Hugh is having bad thoughts during his vacation.
If the GOP does not deliver on new oil exploration ina time of $60 a barrel oil, it will provide ammuntion to every cynic who believes that the Congress is incapable of acting on any issue that is remotely difficult. After the war, the courts, and the defense of marriage, energy exploration was the hot button in the past three elections, and not just because of the cost of gas, but also because it represents the defeat of environmentalist posing by clear-eyed science and the belief in progress.

I'm not sure Hugh realizes that if you started drilling in ANWR tomorrow, it would still take about seven years for the flow of oil to show up here. I'm as in favor of drilling as he is, but can you imagine three years from now, when Hillary runs for president, giving her a platform that says "we're degrading the environment in Alaska and we're still paying $2.50 for a gallon gas"?

Next time the boat pulls into port, Hugh should read The Capital Spectator from this morning. The U.S. has oil inventories, but capacity around the world is hitting a wall. Moreover,

Bumping up against a wall is also the story when it comes to manufacturing gasoline in America, where new refinery development has remained the stuff of dreams for two decades. In the U.S., refineries operated at 95% capacity last week, the EIA reports. Meanwhile, gasoline demand keeps rising, the agency notes. For the week ending August 5, gasoline demand was 9.483 million barrels per day, up slightly from 9.472 million barrels a day a year earlier.

It's also true that gasoline inventories fell last week for the sixth week in a row.
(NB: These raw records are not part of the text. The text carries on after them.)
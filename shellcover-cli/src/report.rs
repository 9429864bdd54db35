//! Console reporting.

use std::io::{self, Write};

use shellcover::driver::{ProjectionFrame, RunParameters};
use shellcover::{BatchObserver, BatchReport, CoverageConfig, RunSummary};

/// Prints a report line per batch and a final line at the end of the run.
///
/// In quiet mode only the final line is printed.
pub struct ConsoleReporter<W: Write> {
    out: W,
    quiet: bool,
}

impl<W: Write> ConsoleReporter<W> {
    pub fn new(out: W, quiet: bool) -> Self {
        Self { out, quiet }
    }

    pub fn into_inner(self) -> W {
        self.out
    }
}

impl<W: Write> BatchObserver for ConsoleReporter<W> {
    fn on_batch(&mut self, report: &BatchReport<'_>) -> io::Result<()> {
        if self.quiet {
            return Ok(());
        }
        writeln!(
            self.out,
            "{}",
            report
                .estimate
                .report_line(report.iteration, report.iterations)
        )
    }

    fn on_finish(&mut self, summary: &RunSummary) -> io::Result<()> {
        if let Some(estimate) = summary.estimate {
            writeln!(
                self.out,
                "{}",
                estimate.report_line(summary.iterations_completed, summary.iterations)
            )?;
        }
        self.out.flush()
    }
}

/// One-line description of the run configuration.
pub fn describe_config(config: &CoverageConfig, params: &RunParameters) -> String {
    let b = config.bounds();
    format!(
        "shell_radius={} point_radius={} iterations={} batch_size={} references={} \
         theta=[{:.4}, {:.4}] phi=[{:.4}, {:.4}] seed={} visual={} verbose={}",
        params.shell_radius,
        params.coverage_radius,
        params.iterations,
        params.batch_size,
        params.reference_count,
        b.polar_min,
        b.polar_max,
        b.azimuth_min,
        b.azimuth_max,
        config
            .seed()
            .map(|s| s.to_string())
            .unwrap_or_else(|| "random".to_string()),
        config.visual(),
        config.verbose()
    )
}

/// Summary of the projected sample cloud shown after a visual run.
pub fn describe_projection(frame: &ProjectionFrame<'_>) -> String {
    let mut text = format!(
        "projection: frames={} hits={} misses={} references={}",
        frame.frame,
        frame.hits.len(),
        frame.misses.len(),
        frame.reference.len()
    );
    if let Some(b) = frame.bounds {
        text.push_str(&format!(
            " x=[{:.3}, {:.3}] y=[{:.3}, {:.3}]",
            b.min_x, b.max_x, b.min_y, b.max_y
        ));
    }
    text
}
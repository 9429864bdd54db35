//! Crate-level error type.

use thiserror::Error;

use crate::config::ConfigError;
use crate::input::InputError;

/// Result type for coverage operations.
pub type Result<T> = std::result::Result<T, CoverageError>;

/// Errors that can end a coverage run.
#[derive(Debug, Error)]
pub enum CoverageError {
    /// Reference coordinates could not be loaded.
    #[error("Input error: {0}")]
    Input(#[from] InputError),

    /// The run configuration is invalid.
    #[error("Configuration error: {0}")]
    Config(#[from] ConfigError),

    /// An observer failed to write its output.
    #[error("I/O error: {0}")]
    Io(#[from] std::io::Error),
}

#[cfg(test)]
mod tests {
    use super::*;

    #[test]
    fn test_config_error_display() {
        let err: CoverageError = ConfigError::ZeroIterations.into();
        assert!(err.to_string().contains("Configuration error"));
        assert!(err.to_string().contains("iterations"));
    }

    #[test]
    fn test_input_error_conversion() {
        let err: CoverageError = InputError::NoCoordinates.into();
        assert!(matches!(err, CoverageError::Input(_)));
    }

    #[test]
    fn test_io_error_conversion() {
        let io = std::io::Error::new(std::io::ErrorKind::Other, "disk full");
        let err: CoverageError = io.into();
        assert!(err.to_string().contains("disk full"));
    }
}
impl Record {
    pub fn new(id: impl Into<String>) -> Self {
        Self {
            id: id.into(),
            ..Default::default()
        }
    }

    pub fn with_column(mut self, name: impl Into<String>, value: impl Into<VariableValue>) -> Self {
        self.columns.insert(name.into(), value.into());
        self
    }

    pub fn with_variable(
        mut self,
        name: impl Into<String>,
        scope: VariableScope,
        value: impl Into<VariableValue>,
    ) -> Self {
        self.variables.push(RecordVariable {
            name: name.into(),
            scope,
            value: value.into(),
        });
        self
    }

    pub fn with_candidate_user(mut self, user: impl Into<String>) -> Self {
        self.candidate_users.push(user.into());
        self
    }

    pub fn with_candidate_group(mut self, group: impl Into<String>) -> Self {
        self.candidate_groups.push(group.into());
        self
    }

    /// Non-null column value.
    pub fn column(&self, name: &str) -> Option<&VariableValue> {
        self.columns.get(name).filter(|v| !v.is_null())
    }

    /// Like [`Record::column`], but `id` resolves to the record id.
    fn column_or_id(&self, name: &str) -> Option<VariableValue> {
        if name == "id" {
            return Some(VariableValue::String(self.id.clone()));
        }
        self.column(name).cloned()
    }

    /// Decode a record from its JSON form.
    ///
    /// ```json
    /// {"id": "t1", "columns": {"name": "Review", "priority": 50},
    ///  "variables": [{"name": "amount", "scope": "processInstance", "value": 900}],
    ///  "candidateUsers": ["kermit"], "candidateGroups": ["sales"]}
    /// ```
    pub fn from_json(value: &serde_json::Value) -> QueryResult<Self> {
        let object = value
            .as_object()
            .ok_or_else(|| QueryError::Json("record must be an object".to_string()))?;
        let id = object
            .get("id")
            .and_then(|v| v.as_str())
            .ok_or_else(|| QueryError::Json("record is missing a string id".to_string()))?;
        let mut record = Record::new(id);

        if let Some(columns) = object.get("columns").and_then(|v| v.as_object()) {
            for (name, value) in columns {
                record.columns.insert(name.clone(), VariableValue::from_json(value));
            }
        }
        if let Some(variables) = object.get("variables").and_then(|v| v.as_array()) {
            for variable in variables {
                let name = variable
                    .get("name")
                    .and_then(|v| v.as_str())
                    .ok_or_else(|| QueryError::Json(format!("variable of record {} has no name", id)))?;
                let scope = variable
                    .get("scope")
                    .and_then(|v| v.as_str())
                    .unwrap_or("processInstance")
                    .parse::<VariableScope>()?;
                let value = variable.get("value").unwrap_or(&serde_json::Value::Null);
                record = record.with_variable(name, scope, VariableValue::from_json(value));
            }
        }
        record.candidate_users = string_list(object.get("candidateUsers"));
        record.candidate_groups = string_list(object.get("candidateGroups"));
        Ok(record)
    }

    /// JSON form accepted by [`Record::from_json`].
    pub fn to_json(&self) -> serde_json::Value {
        let columns: serde_json::Map<String, serde_json::Value> = self
            .columns
            .iter()
            .map(|(k, v)| (k.clone(), v.to_json().unwrap_or(serde_json::Value::Null)))
            .collect();
        let variables: Vec<serde_json::Value> = self
            .variables
            .iter()
            .map(|v| {
                json!({
                    "name": v.name,
                    "scope": v.scope.as_str(),
                    "value": v.value.to_json().unwrap_or(serde_json::Value::Null),
                })
            })
            .collect();
        json!({
            "id": self.id,
            "columns": columns,
            "variables": variables,
            "candidateUsers": self.candidate_users,
            "candidateGroups": self.candidate_groups,
        })
    }
}
//! Engine configuration.

use crate::error::QueryError;

/// Relational backend the finished queries are executed against.
#[derive(Debug, Clone, Copy, PartialEq, Eq, Default)]
pub enum Dialect {
    #[default]
    H2,
    Postgres,
    MySql,
    MariaDb,
    Oracle,
    MsSql,
    Db2,
}

impl Dialect {
    /// Backends that persist `""` as NULL.
    pub fn stores_empty_string_as_null(self) -> bool {
        matches!(self, Dialect::Oracle)
    }

    pub fn as_str(self) -> &'static str {
        match self {
            Dialect::H2 => "h2",
            Dialect::Postgres => "postgres",
            Dialect::MySql => "mysql",
            Dialect::MariaDb => "mariadb",
            Dialect::Oracle => "oracle",
            Dialect::MsSql => "mssql",
            Dialect::Db2 => "db2",
        }
    }
}

impl std::fmt::Display for Dialect {
    fn fmt(&self, f: &mut std::fmt::Formatter<'_>) -> std::fmt::Result {
        f.write_str(self.as_str())
    }
}

impl std::str::FromStr for Dialect {
    type Err = QueryError;

    fn from_str(s: &str) -> Result<Self, Self::Err> {
        match s.to_ascii_lowercase().as_str() {
            "h2" => Ok(Dialect::H2),
            "postgres" | "postgresql" => Ok(Dialect::Postgres),
            "mysql" => Ok(Dialect::MySql),
            "mariadb" => Ok(Dialect::MariaDb),
            "oracle" => Ok(Dialect::Oracle),
            "mssql" | "sqlserver" => Ok(Dialect::MsSql),
            "db2" => Ok(Dialect::Db2),
            other => Err(QueryError::Config(format!("unknown dialect '{}'", other))),
        }
    }
}

/// Configuration shared by every query executed through one engine.
#[derive(Debug, Clone)]
pub struct EngineConfig {
    /// Active storage backend.
    pub dialect: Dialect,
    /// Upper bound for the page size of a paged list. `None` disables the cap.
    pub query_max_results: Option<usize>,
    /// Cache user group lookups on the query that issued them.
    pub cache_user_groups: bool,
}

impl Default for EngineConfig {
    fn default() -> Self {
        Self {
            dialect: Dialect::default(),
            query_max_results: None,
            cache_user_groups: true,
        }
    }
}

impl EngineConfig {
    /// Create a configuration for the given dialect.
    pub fn new(dialect: Dialect) -> Self {
        Self {
            dialect,
            ..Default::default()
        }
    }

    /// Set the dialect.
    pub fn with_dialect(mut self, dialect: Dialect) -> Self {
        self.dialect = dialect;
        self
    }

    /// Cap the page size of paged lists.
    pub fn with_query_max_results(mut self, max: usize) -> Self {
        self.query_max_results = Some(max);
        self
    }

    /// Enable or disable the per-query user group cache.
    pub fn with_user_group_cache(mut self, enabled: bool) -> Self {
        self.cache_user_groups = enabled;
        self
    }
}

#[cfg(test)]
mod tests {
    use super::*;

    #[test]
    fn test_default_config() {
        let config = EngineConfig::default();
        assert_eq!(config.dialect, Dialect::H2);
        assert!(config.query_max_results.is_none());
        assert!(config.cache_user_groups);
    }

    #[test]
    fn test_builder() {
        let config = EngineConfig::new(Dialect::Oracle)
            .with_query_max_results(500)
            .with_user_group_cache(false);
        assert_eq!(config.dialect, Dialect::Oracle);
        assert_eq!(config.query_max_results, Some(500));
        assert!(!config.cache_user_groups);
    }

    #[test]
    fn test_dialect_parse() {
        assert_eq!("ORACLE".parse::<Dialect>().unwrap(), Dialect::Oracle);
        assert_eq!("postgresql".parse::<Dialect>().unwrap(), Dialect::Postgres);
        assert!("sybase".parse::<Dialect>().is_err());
        assert!(Dialect::Oracle.stores_empty_string_as_null());
        assert!(!Dialect::Postgres.stores_empty_string_as_null());
    }
}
That lends momentum to the fact that this is the peak season for gasoline demand, courtesy of summer driving, a fact that hasn't been lost on traders. In fact, gasoline, measured by the near-term futures contract traded on the New York Mercantile Exchange, has run up more than oil. Gasoline prices climbed more than 60% this year through yesterday vs. 53% for oil.

The incentives for elevating oil inventories further, in short, remain high. But that's where oil and gasoline part company. Crude oil is an unrefined product that's pumped from the ground; gasoline is manufactured and therefore subject to the constraints of refinery capacity, of which a thin 5% spare capacity exists in the U.S.
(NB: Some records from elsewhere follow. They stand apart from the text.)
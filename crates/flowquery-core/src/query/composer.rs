//! The AND/OR query composer.
//!
//! A [`Query`] holds a root conjunction and a list of `or()` groups. Filter
//! calls land on the active target: the root, or the group opened by the
//! last `or()` until `end_or()` closes it. Every mutation is validated
//! before it is stored, so a query never holds an illegal combination.

use crate::error::{QueryError, QueryResult};
use crate::query::entity::EntityKind;
use crate::query::field::{FieldValue, SuspensionState};
use crate::query::predicate::{OrderTarget, OrderingProperty, Predicate};
use crate::variable::VariableCondition;
use chrono::{DateTime, Utc};
use flowquery_proto::{OrderDirection, QueryOperator, ValueKind, VariableScope, VariableValue};
use std::collections::HashMap;

/// Handle to an `or()` group, returned by [`Query::current_disjunct`].
#[derive(Debug, Clone, Copy, PartialEq, Eq)]
pub struct DisjunctId(usize);

/// A query over entity `E`.
#[derive(Debug, Clone)]
pub struct Query<E: EntityKind> {
    pub(crate) root: Predicate<E>,
    pub(crate) disjuncts: Vec<Predicate<E>>,
    open: Option<usize>,
    pub(crate) variable_names_ignore_case: bool,
    pub(crate) variable_values_ignore_case: bool,
    /// User to groups lookups, shared by the root and its `or()` groups.
    pub(crate) user_groups: HashMap<String, Vec<String>>,
}

impl<E: EntityKind> Default for Query<E> {
    fn default() -> Self {
        Self::new()
    }
}

impl<E: EntityKind> Query<E> {
    pub fn new() -> Self {
        Self {
            root: Predicate::new(false),
            disjuncts: Vec::new(),
            open: None,
            variable_names_ignore_case: false,
            variable_values_ignore_case: false,
            user_groups: HashMap::new(),
        }
    }

    pub fn root(&self) -> &Predicate<E> {
        &self.root
    }

    pub fn disjuncts(&self) -> &[Predicate<E>] {
        &self.disjuncts
    }

    /// True while an `or()` group is open.
    pub fn is_or_active(&self) -> bool {
        self.open.is_some()
    }

    /// The open `or()` group, if any.
    pub fn current_disjunct(&self) -> Option<DisjunctId> {
        self.open.map(DisjunctId)
    }

    pub fn variable_names_ignore_case(&self) -> bool {
        self.variable_names_ignore_case
    }

    pub fn variable_values_ignore_case(&self) -> bool {
        self.variable_values_ignore_case
    }

    /// Open a new `or()` group. Fails if one is already open.
    pub fn or(&mut self) -> QueryResult<&mut Self> {
        if self.open.is_some() {
            return Err(QueryError::usage("cannot set or() within 'or' query"));
        }
        self.disjuncts.push(Predicate::new(true));
        self.open = Some(self.disjuncts.len() - 1);
        Ok(self)
    }

    /// Close the open `or()` group.
    pub fn end_or(&mut self) -> QueryResult<&mut Self> {
        if self.open.is_none() {
            return Err(QueryError::usage("cannot set endOr() before or()"));
        }
        self.open = None;
        Ok(self)
    }

    /// Close a specific `or()` group.
    ///
    /// Only the most recently opened group can be closed, and only while it
    /// is still open.
    pub fn end_disjunct(&mut self, id: DisjunctId) -> QueryResult<&mut Self> {
        match self.open {
            None => Err(QueryError::usage("cannot set endOr() before or()")),
            Some(open) if open != id.0 => Err(QueryError::usage(
                "cannot set endOr() on an 'or' query that is not the most recently opened one",
            )),
            Some(_) => {
                self.open = None;
                Ok(self)
            }
        }
    }

    fn active_target(&self) -> &Predicate<E> {
        match self.open {
            Some(index) => &self.disjuncts[index],
            None => &self.root,
        }
    }

    fn active_mut(&mut self) -> &mut Predicate<E> {
        match self.open {
            Some(index) => &mut self.disjuncts[index],
            None => &mut self.root,
        }
    }

    /// Set a scalar filter on the active target.
    ///
    /// Checks the value shape, whether the field is allowed inside an `or()`
    /// group, its prerequisites and its mutual exclusions before storing.
    pub fn set(&mut self, field: E::Field, value: FieldValue) -> QueryResult<&mut Self> {
        let descriptor = E::descriptor(field).ok_or_else(|| {
            QueryError::usage(format!("{:?} is not a filter of {} queries", field, E::NAME))
        })?;
        let key = descriptor.key;

        if value.shape() != descriptor.shape {
            return Err(QueryError::usage(format!(
                "{} expects a {} value, got {}",
                key,
                descriptor.shape.as_str(),
                value.shape().as_str()
            )));
        }
        if let FieldValue::TextList(items) = &value {
            if items.is_empty() {
                return Err(QueryError::usage(format!("{} must not be empty", key)));
            }
        }

        let in_disjunct = self.open.is_some();
        if in_disjunct && !descriptor.in_disjunct {
            return Err(QueryError::usage(format!("cannot set {} within 'or' query", key)));
        }

        let target = self.active_target();
        if !descriptor.requires_any.is_empty()
            && !descriptor.requires_any.iter().any(|f| target.is_set(*f))
        {
            let names: Vec<&str> = descriptor
                .requires_any
                .iter()
                .filter_map(|f| E::descriptor(*f).map(|d| d.key))
                .collect();
            return Err(QueryError::usage(format!(
                "{} has to be set before '{}'",
                names.join(" or "),
                key
            )));
        }

        for rule in E::exclusions() {
            if !rule.applies(in_disjunct) {
                continue;
            }
            if let Some(other) = rule.counterpart(field) {
                if target.is_set(other) {
                    let first = E::descriptor(rule.first).map_or("?", |d| d.key);
                    let second = E::descriptor(rule.second).map_or("?", |d| d.key);
                    return Err(QueryError::usage(format!(
                        "cannot set both {} and {}",
                        first, second
                    )));
                }
            }
        }

        let contributes = E::candidate_fields().is_some_and(|c| c.contributes(field));
        let target = self.active_mut();
        target.insert(field, value);
        if contributes {
            target.invalidate_candidate_groups();
        }
        Ok(self)
    }

    pub fn set_text(&mut self, field: E::Field, value: impl Into<String>) -> QueryResult<&mut Self> {
        self.set(field, FieldValue::Text(value.into()))
    }

    pub fn set_integer(&mut self, field: E::Field, value: i64) -> QueryResult<&mut Self> {
        self.set(field, FieldValue::Integer(value))
    }

    pub fn set_timestamp(&mut self, field: E::Field, value: DateTime<Utc>) -> QueryResult<&mut Self> {
        self.set(field, FieldValue::Timestamp(value))
    }

    pub fn set_list<I, S>(&mut self, field: E::Field, values: I) -> QueryResult<&mut Self>
    where
        I: IntoIterator<Item = S>,
        S: Into<String>,
    {
        self.set(field, FieldValue::TextList(values.into_iter().map(Into::into).collect()))
    }

    pub fn set_flag(&mut self, field: E::Field) -> QueryResult<&mut Self> {
        self.set(field, FieldValue::Flag)
    }

    pub fn set_suspension(&mut self, field: E::Field, state: SuspensionState) -> QueryResult<&mut Self> {
        self.set(field, FieldValue::Suspension(state))
    }

    /// Add a variable condition to the active target.
    pub fn add_variable(
        &mut self,
        name: impl Into<String>,
        scope: VariableScope,
        operator: QueryOperator,
        value: impl Into<VariableValue>,
    ) -> QueryResult<&mut Self> {
        let name = name.into();
        if name.is_empty() {
            return Err(QueryError::usage("variable name must not be empty"));
        }
        if !E::variable_scopes().contains(&scope) {
            return Err(QueryError::usage(format!(
                "{} queries do not support {} variables",
                E::NAME,
                scope
            )));
        }

        let mut condition = VariableCondition::new(name, scope, operator, value.into())?;
        condition.name_ignore_case = self.variable_names_ignore_case;
        condition.value_ignore_case = self.variable_values_ignore_case;
        self.active_mut().push_variable(condition);
        Ok(self)
    }

    /// Match variable names case-insensitively, including conditions that
    /// were added before this call.
    pub fn match_variable_names_ignore_case(&mut self) -> &mut Self {
        self.variable_names_ignore_case = true;
        self.apply_case_flags();
        self
    }

    /// Match string variable values case-insensitively, including
    /// conditions that were added before this call.
    pub fn match_variable_values_ignore_case(&mut self) -> &mut Self {
        self.variable_values_ignore_case = true;
        self.apply_case_flags();
        self
    }

    pub(crate) fn apply_case_flags(&mut self) {
        let names = self.variable_names_ignore_case;
        let values = self.variable_values_ignore_case;
        for predicate in std::iter::once(&mut self.root).chain(self.disjuncts.iter_mut()) {
            for condition in predicate.variables_mut() {
                condition.name_ignore_case |= names;
                condition.value_ignore_case |= values;
            }
        }
    }

    /// Order results by a property. Not allowed inside an `or()` group.
    pub fn order_by(&mut self, key: &str, direction: OrderDirection) -> QueryResult<&mut Self> {
        if self.open.is_some() {
            return Err(QueryError::usage(format!(
                "cannot set orderBy({}) within 'or' query",
                key
            )));
        }
        let key = E::sort_keys()
            .iter()
            .copied()
            .find(|k| *k == key)
            .ok_or_else(|| {
                QueryError::usage(format!("{} queries cannot be ordered by {}", E::NAME, key))
            })?;
        self.root.push_ordering(OrderingProperty {
            target: OrderTarget::Property(key),
            direction,
        });
        Ok(self)
    }

    /// Order results by the value of a variable.
    pub fn order_by_variable(
        &mut self,
        name: impl Into<String>,
        scope: VariableScope,
        kind: ValueKind,
        direction: OrderDirection,
    ) -> QueryResult<&mut Self> {
        let name = name.into();
        if self.open.is_some() {
            return Err(QueryError::usage(format!(
                "cannot set orderBy({}) within 'or' query",
                name
            )));
        }
        if !E::variable_scopes().contains(&scope) {
            return Err(QueryError::usage(format!(
                "{} queries do not support {} variables",
                E::NAME,
                scope
            )));
        }
        if !kind.is_primitive() {
            return Err(crate::operator::non_queryable(kind));
        }
        self.root.push_ordering(OrderingProperty {
            target: OrderTarget::Variable { name, scope, kind },
            direction,
        });
        Ok(self)
    }
}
If Republicans want to win a battle with environmentalists that would count now, in time for the 2008 elections, it must deal with the restraints on building gasoline refineries. Here's a classic post from Useful Idiots on environmentalism run amok in another remote corner of the U.S. that would have started building a refinery two years ago. See also Cato's Jerry Taylor, in testimony to Congress a few years back.

UPDATE: And Craig Depken.

UPDATE 2 (a bit longer): Dafydd thinks Hugh's saying that the markets have lost confidence in Iraq. I don't think that's what Hugh's saying at all, but rather than have me guess, let's hope Hugh posts something more.

But there's something more to Dafydd's commentary that bears criticism. The market for oil and gas contains a large number of players with many little bits of information. Some read blogs, some don't; some read political op-eds, others read Bloomberg screens. And they're geographically diverse. The price in the market is not the reflection of any one of these people. It is the interaction of them. Markets move when either a) there's new information that changes many expectations, or b) some group or another becomes more convinced that their price forecast is correct, opening new positions, or incorrect, closing their positions out.

And much of the information that's important to the market price isn't something gathered in general news. It's local information, held by market participants, and communicated to other participants by the act of buying and selling.

I don't think this is what Hugh is worried about, because he's concerned about political consequences of reaction of the public to the rise in the price of something they value -- which is gas, not oil, as my original post argued.